If weighting is not performed for variables with a large MAD, “value fluctuations in a wider range” will occur, resulting in unrealistic feature quantities being sampled.

6. ** "Selection of features to change" ** As a real problem of anti-real virtual sampling, there are features that cannot be changed.

• Gender, rejuvenation, etc. Therefore, in DiCE, it is possible to select the feature amount to be changed (it is only necessary to set it variably at the time of optimization).

7. ** "Trade-off between feasibility and diversity" **

The optimization function defined by DiCE has hyperparameters that set the weights of "feasibility" and "diversity". By adjusting this value, each ratio can be changed. (Although it is not described in this report, it seems that there is an evaluation index for useful sampling, so I think that parameter tuning can be done by using that index.)

・ Definition of optimization function

After considering the above concept, define the function to be optimized.

After considering the sampling logic of the anti-real virtual vector (c_i) and each concept, the optimization function can be described as follows. λ1 and λ2 are hyperparameters

・ Try using DiCE

Now, let's actually generate an anti-real virtual sample using DiCE.

This implementation refers to the Microsoft document (GitHub). Source: https://www.microsoft.com/en-us/research/project/dice/

#Library import
import pandas as pd
import numpy as np
import dice_ml
import tensorflow as tf
from tensorflow import keras
tf.compat.v1.logging.set_verbosity(tf.compat.v1.logging.ERROR)

#Read data & make objective variable dummy
data = pd.read_csv('bank-full.csv'
                   ,sep=';'
                   ,usecols=['age', 'job', 'marital', 'education', 'default', 'balance', 'housing','loan'])
data['loan'] = pd.get_dummies(data.loan,drop_first=True)
data.head()

#Define data structures for DiCE
d = dice_ml.Data(dataframe=data, continuous_features=['age', 'balance'], outcome_name='loan')

#Learning ML model
train, _ = d.split_data(d.normalize_data(d.one_hot_encoded_data))
X_train = train.loc[:, train.columns != 'loan']
y_train = train.loc[:, train.columns == 'loan']

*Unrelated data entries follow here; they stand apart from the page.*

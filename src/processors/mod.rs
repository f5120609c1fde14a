//! Image processing stages of the table extraction pipeline.
//!
//! Each stage is a small struct wrapping its configuration, with one
//! operation that transforms an image into the representation the next
//! stage consumes:
//!
//! * `binarize` - Adaptive thresholding of scanned pages into ink masks
//! * `morphology` - Directional erode, dilate, and open primitives
//! * `lines` - Structural line extraction via directional openings
//! * `locate` - Cell discovery and row grouping on the grid mask

pub mod binarize;
pub mod lines;
pub mod locate;
pub mod morphology;

pub use binarize::Binarizer;
pub use lines::LineExtractor;
pub use locate::{group_into_rows, CellLocator};
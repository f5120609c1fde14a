//! Error types for the table extraction pipeline.
//!
//! This module defines the errors that can occur while turning a scanned
//! image into a table: malformed input at the pipeline boundary,
//! configuration problems, and failures reported by the cell recognizer.
//! Utility constructors attach context when building these errors.

use thiserror::Error;

/// Enum representing the errors that can occur during table extraction.
///
/// Only malformed input at the boundary is a hard failure; everything that
/// goes wrong midstream (missing grid lines, unreadable cells) degrades to
/// empty values instead of surfacing one of these variants.
#[derive(Error, Debug)]
pub enum GridScanError {
    /// Error indicating invalid input.
    #[error("invalid input: {message}")]
    InvalidInput {
        /// A message describing the invalid input.
        message: String,
    },

    /// Error indicating a configuration problem.
    #[error("configuration: {message}")]
    ConfigError {
        /// A message describing the configuration error.
        message: String,
    },

    /// Error reported by a cell recognizer.
    ///
    /// The pipeline converts this into an empty cell; it reaches callers
    /// only when they invoke a recognizer directly.
    #[error("recognition failed: {context}")]
    Recognition {
        /// Additional context about the failed recognition.
        context: String,
        /// The underlying error, when one exists.
        #[source]
        source: Option<Box<dyn std::error::Error + Send + Sync>>,
    },

    /// IO error.
    #[error("io")]
    Io(#[from] std::io::Error),
}

/// Utility constructors for building errors with context.
impl GridScanError {
    /// Creates a GridScanError for invalid input.
    ///
    /// # Arguments
    ///
    /// * `message` - A message describing the invalid input.
    ///
    /// # Returns
    ///
    /// A GridScanError instance.
    pub fn invalid_input(message: impl Into<String>) -> Self {
        Self::InvalidInput {
            message: message.into(),
        }
    }

    /// Creates a GridScanError for configuration errors.
    ///
    /// # Arguments
    ///
    /// * `message` - A message describing the configuration error.
    ///
    /// # Returns
    ///
    /// A GridScanError instance.
    pub fn config_error(message: impl Into<String>) -> Self {
        Self::ConfigError {
            message: message.into(),
        }
    }

    /// Creates a GridScanError for a failed recognition without an
    /// underlying source error.
    pub fn recognition(context: impl Into<String>) -> Self {
        Self::Recognition {
            context: context.into(),
            source: None,
        }
    }

    /// Creates a GridScanError for a failed recognition, keeping the
    /// underlying error as the source.
    ///
    /// # Arguments
    ///
    /// * `context` - Additional context about the failed recognition.
    /// * `error` - The underlying error that caused this error.
    pub fn recognition_with_source(
        context: impl Into<String>,
        error: impl std::error::Error + Send + Sync + 'static,
    ) -> Self {
        Self::Recognition {
            context: context.into(),
            source: Some(Box::new(error)),
        }
    }

    /// Creates a GridScanError for validation errors.
    ///
    /// # Arguments
    ///
    /// * `component` - The component where the error occurred.
    /// * `field` - The field where the error occurred.
    /// * `expected` - The expected value.
    /// * `actual` - The actual value.
    ///
    /// # Returns
    ///
    /// A GridScanError instance.
    pub fn validation_error(component: &str, field: &str, expected: &str, actual: &str) -> Self {
        Self::InvalidInput {
            message: format!(
                "Validation failed in {}: field '{}' expected {}, but got '{}'",
                component, field, expected, actual
            ),
        }
    }
}
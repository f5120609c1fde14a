//! Input Validation Utilities
//!
//! This module provides validation helpers used at the pipeline boundary and
//! by the configuration types, so that malformed parameters surface as
//! [`GridScanError::InvalidInput`] instead of producing garbage masks.

use crate::core::GridScanError;

/// Validates that a value is positive (> 0).
#[inline]
pub fn validate_positive<T: PartialOrd + std::fmt::Display + Default>(
    value: T,
    param_name: &str,
) -> Result<(), GridScanError> {
    if value <= T::default() {
        return Err(GridScanError::InvalidInput {
            message: format!(
                "Parameter '{}' must be positive, got: {}",
                param_name, value
            ),
        });
    }
    Ok(())
}

/// Validates that image dimensions describe at least one pixel.
#[inline]
pub fn validate_image_dimensions(width: u32, height: u32) -> Result<(), GridScanError> {
    if width == 0 || height == 0 {
        return Err(GridScanError::InvalidInput {
            message: format!("Image must have nonzero dimensions, got: {}x{}", width, height),
        });
    }
    Ok(())
}

/// Validates an adaptive threshold window: odd and at least the minimum.
#[inline]
pub fn validate_threshold_window(window: u32, min: u32) -> Result<(), GridScanError> {
    if window < min {
        return Err(GridScanError::InvalidInput {
            message: format!(
                "Parameter 'window_size' must be at least {}, got: {}",
                min, window
            ),
        });
    }
    if window % 2 == 0 {
        return Err(GridScanError::InvalidInput {
            message: format!("Parameter 'window_size' must be odd, got: {}", window),
        });
    }
    Ok(())
}

#[cfg(test)]
mod tests {
    use super::*;

    #[test]
    fn positive_accepts_positive_values() {
        assert!(validate_positive(30u32, "divisor").is_ok());
        assert!(validate_positive(1usize, "threshold").is_ok());
    }

    #[test]
    fn positive_rejects_zero() {
        let err = validate_positive(0u32, "divisor").unwrap_err();
        assert!(err.to_string().contains("divisor"));
    }

    #[test]
    fn dimensions_reject_zero_sides() {
        assert!(validate_image_dimensions(100, 80).is_ok());
        assert!(validate_image_dimensions(0, 80).is_err());
        assert!(validate_image_dimensions(100, 0).is_err());
    }

    #[test]
    fn threshold_window_must_be_odd() {
        assert!(validate_threshold_window(15, 3).is_ok());
        assert!(validate_threshold_window(3, 3).is_ok());

        let err = validate_threshold_window(14, 3).unwrap_err();
        assert!(err.to_string().contains("odd"));
    }

    #[test]
    fn threshold_window_enforces_minimum() {
        let err = validate_threshold_window(1, 3).unwrap_err();
        assert!(err.to_string().contains("at least 3"));
    }
}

model = keras.Sequential()
model.add(keras.layers.Dense(20, input_shape=(X_train.shape[1],), kernel_regularizer=keras.regularizers.l1(0.001), activation=tf.nn.relu))
model.add(keras.layers.Dense(1, activation=tf.nn.sigmoid))
model.compile(loss='binary_crossentropy', optimizer=tf.keras.optimizers.Adam(0.01), metrics=['accuracy'])
model.fit(X_train, y_train, validation_split=0.20, epochs=100, verbose=0, class_weight={0:1,1:2})

#Provide ML model to DiCE object
backend = 'TF'+tf.__version__[0] # TF1
m = dice_ml.Model(model=model, backend=backend)

#Anti-real virtual sampling model
exp = dice_ml.Dice(d, m)
#Query instance setting: Setting the reference value for anti-real virtual (I understand that)
query_instance = {'age':20,
                  'job':'blue-collar',
                  'marital':'single',
                  'education':'secondary',
                  'default':'no',
                  'balance': 129,
                  'housing':'yes'}
#Generating anti-real virtual sampling
dice_exp = exp.generate_counterfactuals(query_instance
                                        ,total_CFs=4
                                        ,desired_class="opposite")
#total_CFs: number of vectors to generate
#desired_class: Sample class you want to generate: opposite in case of anti-real virtual

#Visualization of sample results
dice_exp.visualize_as_dataframe()

Looking at the sample results, we can see that four samples with outcome = 1 are generated for outcome = 0. The loan column is the input value for the sigmoid function, and it can be seen that outcome = 0 is about 0.3 and outcome = 1 is 0.5 or more.

• I couldn't make the ML model well, so the result was subtle. .. ..

Looking at the features, we can see that age, job, marital, etc. have changed. Certainly, you can see that the features different from the set query_instance are generated.

Also, when "changing the weight for the feature amount" or "specifying the feature amount to be changed", set as follows.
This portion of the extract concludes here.